■ **TASK INSTRUCTIONS**
This exercise asks for the entries below to be printed exactly.

======== EXERCISE INPUTS

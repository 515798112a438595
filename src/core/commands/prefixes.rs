use super::command_errors::StoreError;
use async_trait::async_trait;
use dashmap::DashMap;

#[derive(Debug, Clone, PartialEq, Eq)]
pub struct GuildPrefixRecord {
    pub guild_id: u64,
    pub prefix: String,
}

#[async_trait]
pub trait PrefixStore: Send + Sync {
    async fn find_all(&self) -> Result<Vec<GuildPrefixRecord>, StoreError>;
    /// Insert or overwrite the prefix of one guild.
    async fn save_prefix(&self, record: &GuildPrefixRecord) -> Result<(), StoreError>;
}

/// Per-guild prefix overrides on top of a process-wide default.
pub struct PrefixTable {
    default_prefix: String,
    by_guild: DashMap<u64, String>,
}

impl PrefixTable {
    pub fn new(default_prefix: impl Into<String>) -> Self {
        Self {
            default_prefix: default_prefix.into(),
            by_guild: DashMap::new(),
        }
    }

    pub async fn hydrate(&self, store: &dyn PrefixStore) -> Result<usize, StoreError> {
        let records = store.find_all().await?;
        let count = records.len();
        for record in records {
            self.by_guild.insert(record.guild_id, record.prefix);
        }
        Ok(count)
    }

    /// Never fails: no guild, no entry, or an empty entry all give the default.
    pub fn resolve(&self, guild_id: Option<u64>) -> String {
        guild_id
            .and_then(|id| self.by_guild.get(&id).map(|prefix| prefix.clone()))
            .filter(|prefix| !prefix.is_empty())
            .unwrap_or_else(|| self.default_prefix.clone())
    }

    /// Setting a prefix outside a guild does nothing.
    pub fn set(&self, guild_id: Option<u64>, prefix: &str) {
        if let Some(id) = guild_id {
            self.by_guild.insert(id, prefix.to_string());
        }
    }
}
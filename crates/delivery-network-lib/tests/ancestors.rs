mod common;

use delivery_network_lib::{build_bottleneck_forest, AncestorTable, Error, Network};

use common::fixture_network;

fn table_for(network: &Network, root: i64) -> AncestorTable {
    let forest = build_bottleneck_forest(network);
    AncestorTable::build(forest.get(root).expect("tree for root"))
}

#[test]
fn depths_and_levels_follow_the_rooted_tree() {
    let network = fixture_network("network.02.in");
    let table = table_for(&network, 1);

    assert_eq!(table.root(), 1);
    assert_eq!(table.depth(1), Some(0));
    assert_eq!(table.depth(2), Some(1));
    assert_eq!(table.depth(5), Some(1));
    assert_eq!(table.depth(3), Some(2));
    assert_eq!(table.depth(4), Some(2));
    assert_eq!(table.depth(6), None);
    assert_eq!(table.levels(), 2);
}

#[test]
fn path_through_the_root_joins_both_branches() {
    let network = fixture_network("network.02.in");
    let table = table_for(&network, 1);

    let route = table.max_power_on_path(3, 4).expect("same tree");
    assert_eq!(route.power, 11);
    assert_eq!(route.path, vec![3, 2, 1, 5, 4]);
    assert_eq!(route.distance, 2 + 5 + 1 + 3);
    assert_eq!(route.hop_count(), 4);
}

#[test]
fn ancestor_and_descendant_paths() {
    let network = fixture_network("network.02.in");
    let table = table_for(&network, 1);

    let down = table.max_power_on_path(1, 4).expect("same tree");
    assert_eq!(down.power, 7);
    assert_eq!(down.path, vec![1, 5, 4]);

    let up = table.max_power_on_path(4, 1).expect("same tree");
    assert_eq!(up.power, 7);
    assert_eq!(up.path, vec![4, 5, 1]);
}

#[test]
fn same_node_needs_no_power() {
    let network = fixture_network("network.02.in");
    let table = table_for(&network, 1);

    let route = table.max_power_on_path(3, 3).expect("same node");
    assert_eq!(route.power, 0);
    assert_eq!(route.path, vec![3]);
    assert_eq!(route.distance, 0);
}

#[test]
fn nodes_outside_the_tree_have_no_path() {
    let network = fixture_network("network.02.in");
    let table = table_for(&network, 1);

    let err = table.max_power_on_path(1, 7).expect_err("different tree");
    assert!(matches!(err, Error::NoPath { src: 1, dest: 7 }));
}

#[test]
fn deep_chain_uses_logarithmic_levels() {
    let mut network = Network::new();
    for node in 1..9 {
        network.add_edge(node, node + 1, node as u64);
    }
    let table = table_for(&network, 1);

    assert_eq!(table.depth(9), Some(8));
    assert_eq!(table.levels(), 4);

    let route = table.max_power_on_path(9, 1).expect("chain");
    assert_eq!(route.power, 8);
    assert_eq!(route.path, (1..=9).rev().collect::<Vec<_>>());

    let inner = table.max_power_on_path(3, 6).expect("chain");
    assert_eq!(inner.power, 5);
    assert_eq!(inner.path, vec![3, 4, 5, 6]);
}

================

■ **TASK SOLUTION**
repository 515798112a438595
filename src/core/commands/prefixes.rs
use super::command_errors::StoreError;
use async_trait::async_trait;
use dashmap::DashMap;

#[derive(Debug, Clone, PartialEq, Eq)]
pub struct GuildPrefixRecord {
    pub guild_id: u64,
    pub prefix: String,
}

#[async_trait]
pub trait PrefixStore: Send + Sync {
    async fn find_all(&self) -> Result<Vec<GuildPrefixRecord>, StoreError>;
    /// Insert or overwrite the prefix of one guild.
    async fn save_prefix(&self, record: &GuildPrefixRecord) -> Result<(), StoreError>;
}

/// Per-guild prefix overrides on top of a process-wide default.
pub struct PrefixTable {
    default_prefix: String,
    by_guild: DashMap<u64, String>,
}

impl PrefixTable {
    pub fn new(default_prefix: impl Into<String>) -> Self {
        Self {
            default_prefix: default_prefix.into(),
            by_guild: DashMap::new(),
        }
    }

    pub async fn hydrate(&self, store: &dyn PrefixStore) -> Result<usize, StoreError> {
        let records = store.find_all().await?;
        let count = records.len();
        for record in records {
            self.by_guild.insert(record.guild_id, record.prefix);
        }
        Ok(count)
    }

    /// Never fails: no guild, no entry, or an empty entry all give the default.
    pub fn resolve(&self, guild_id: Option<u64>) -> String {
        guild_id
            .and_then(|id| self.by_guild.get(&id).map(|prefix| prefix.clone()))
            .filter(|prefix| !prefix.is_empty())
            .unwrap_or_else(|| self.default_prefix.clone())
    }

    /// Setting a prefix outside a guild does nothing.
    pub fn set(&self, guild_id: Option<u64>, prefix: &str) {
        if let Some(id) = guild_id {
            self.by_guild.insert(id, prefix.to_string());
        }
    }
}
filename crates/delivery-network-lib/tests/ancestors.rs
mod common;

use delivery_network_lib::{build_bottleneck_forest, AncestorTable, Error, Network};

use common::fixture_network;

fn table_for(network: &Network, root: i64) -> AncestorTable {
    let forest = build_bottleneck_forest(network);
    AncestorTable::build(forest.get(root).expect("tree for root"))
}

#[test]
fn depths_and_levels_follow_the_rooted_tree() {
    let network = fixture_network("network.02.in");
    let table = table_for(&network, 1);

    assert_eq!(table.root(), 1);
    assert_eq!(table.depth(1), Some(0));
    assert_eq!(table.depth(2), Some(1));
    assert_eq!(table.depth(5), Some(1));
    assert_eq!(table.depth(3), Some(2));
    assert_eq!(table.depth(4), Some(2));
    assert_eq!(table.depth(6), None);
    assert_eq!(table.levels(), 2);
}

#[test]
fn path_through_the_root_joins_both_branches() {
    let network = fixture_network("network.02.in");
    let table = table_for(&network, 1);

    let route = table.max_power_on_path(3, 4).expect("same tree");
    assert_eq!(route.power, 11);
    assert_eq!(route.path, vec![3, 2, 1, 5, 4]);
    assert_eq!(route.distance, 2 + 5 + 1 + 3);
    assert_eq!(route.hop_count(), 4);
}

#[test]
fn ancestor_and_descendant_paths() {
    let network = fixture_network("network.02.in");
    let table = table_for(&network, 1);

    let down = table.max_power_on_path(1, 4).expect("same tree");
    assert_eq!(down.power, 7);
    assert_eq!(down.path, vec![1, 5, 4]);

    let up = table.max_power_on_path(4, 1).expect("same tree");
    assert_eq!(up.power, 7);
    assert_eq!(up.path, vec![4, 5, 1]);
}

#[test]
fn same_node_needs_no_power() {
    let network = fixture_network("network.02.in");
    let table = table_for(&network, 1);

    let route = table.max_power_on_path(3, 3).expect("same node");
    assert_eq!(route.power, 0);
    assert_eq!(route.path, vec![3]);
    assert_eq!(route.distance, 0);
}

#[test]
fn nodes_outside_the_tree_have_no_path() {
    let network = fixture_network("network.02.in");
    let table = table_for(&network, 1);

    let err = table.max_power_on_path(1, 7).expect_err("different tree");
    assert!(matches!(err, Error::NoPath { src: 1, dest: 7 }));
}

#[test]
fn deep_chain_uses_logarithmic_levels() {
    let mut network = Network::new();
    for node in 1..9 {
        network.add_edge(node, node + 1, node as u64);
    }
    let table = table_for(&network, 1);

    assert_eq!(table.depth(9), Some(8));
    assert_eq!(table.levels(), 4);

    let route = table.max_power_on_path(9, 1).expect("chain");
    assert_eq!(route.power, 8);
    assert_eq!(route.path, (1..=9).rev().collect::<Vec<_>>());

    let inner = table.max_power_on_path(3, 6).expect("chain");
    assert_eq!(inner.power, 5);
    assert_eq!(inner.path, vec![3, 4, 5, 6]);
}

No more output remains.